I overheard his conversation with some of the other adult leaders as we filed toward the entrance. He was talking about his alma mater, an Ivy League college.
“Now it’s a bunch of flaming liberals,” he quipped in his signature lisp, born of a few missing teeth and a quick tongue.
“Doc!” the other adults quickly burst out. Not, it seemed, out of objection, but of censorship. They were trying to conceal their own laughter and set a good example for us kids.
I glanced over my shoulder to see the scoutmasters chuckling. I didn’t know what “flaming” meant back then. I didn’t know it was a slur characterizing flamboyant gay men. (Or that it was a lazy insult to be lobbed at just about anyone.)
But I didn’t need to. The message was clear that whatever flaming meant, it wasn’t good. And I sensed on some deep level, years before I ever had an inkling that I was gay, that this might be a word that would one day apply to me.
This experience certainly pales in comparison to some other homophobic and transphobic incidents I’ve chronicled in this newsletter. But I still think about it sometimes, because it really exemplifies the kind of casual homophobia that persisted throughout my experience in Boy Scouts.
I hardly, if ever, heard an explicit condemnation of homosexuality from the adults in my scout troop. Which is surprising, considering I was going through the ranks in the early 2010s, when controversy over gay membership in the Scouts was at an all-time high.
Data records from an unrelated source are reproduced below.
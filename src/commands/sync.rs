use anyhow::{Context, Result};
use stackroot::Settings;
use stackroot::orchestrator::{self, CliBackend};
use stackroot::runtime::ensure_dependencies;

use crate::ConfigArgs;

pub(crate) fn run_sync(args: &ConfigArgs) -> Result<()> {
    ensure_dependencies()?;
    let settings = Settings::load(&args.config_file)?;
    let runtime = tokio::runtime::Runtime::new()
        .context("Failed to initialize async runtime for sync")?;
    runtime.block_on(orchestrator::sync(&settings, &args.config_file, &CliBackend))
}
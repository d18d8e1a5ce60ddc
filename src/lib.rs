pub mod ansible;
pub mod certs;
pub mod cloudflare;
pub mod config;
pub mod consul;
pub mod credentials;
pub mod envrc;
pub mod error;
pub mod fs_util;
pub mod htpasswd;
pub mod inventory;
pub mod layout;
pub mod nomad;
pub mod observability;
pub mod orchestrator;
pub mod render;
pub mod runtime;
pub mod status;
pub mod templates;
pub mod terraform;
pub mod vault;

pub use config::Settings;
pub use error::Error;
pub use layout::Layout;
Plus, my local scouting council had birthed the Supreme Court case against James Dale, which cemented the BSA’s right to ban gay members. (This was a fact that I was completely oblivious to until much later.)
But all of that said, there were certainly enough hints for any boy to understand what was “right” and what was “wrong:” casual comments uttered out of earshot, or homophobia masquerading as nostalgia for the “good old days.”
These messages certainly did not only flow from the adults in the room. Teenage boys, too, are experts at policing and reinforcing heterosexuality. Anyone who has ever been in a boys locker room knows this viscerally, I’m sure.
But it was, for lack of a better word, all very casual. It hardly even registered at the time, and has only become clear to me upon reflection all these years later. Maybe that’s because, back then, I didn’t identify as queer. Or maybe it’s because the use of anti-gay slurs was so pervasive among my peers that it didn’t even seem odd. These were words seemingly everyone used to connote weakness or deficiency of any kind.
They were so casual, yes, but that didn’t strip them of their power. These words hurt. Maybe I didn’t feel that pain when it happened, but it seems clear now that they built the foundation for my internalized homophobia.
So I find myself returning to a common refrain in my writing on this topic: These matters of culture are so crucial to how LGBTQ+ folks move through Scouting, and yet so difficult to change. They are not matters of policy, though policy certainly helps. They are changes that happen slowly, maybe even imperceptibly at first, and we may not bear the fruits of our progress until much, much later.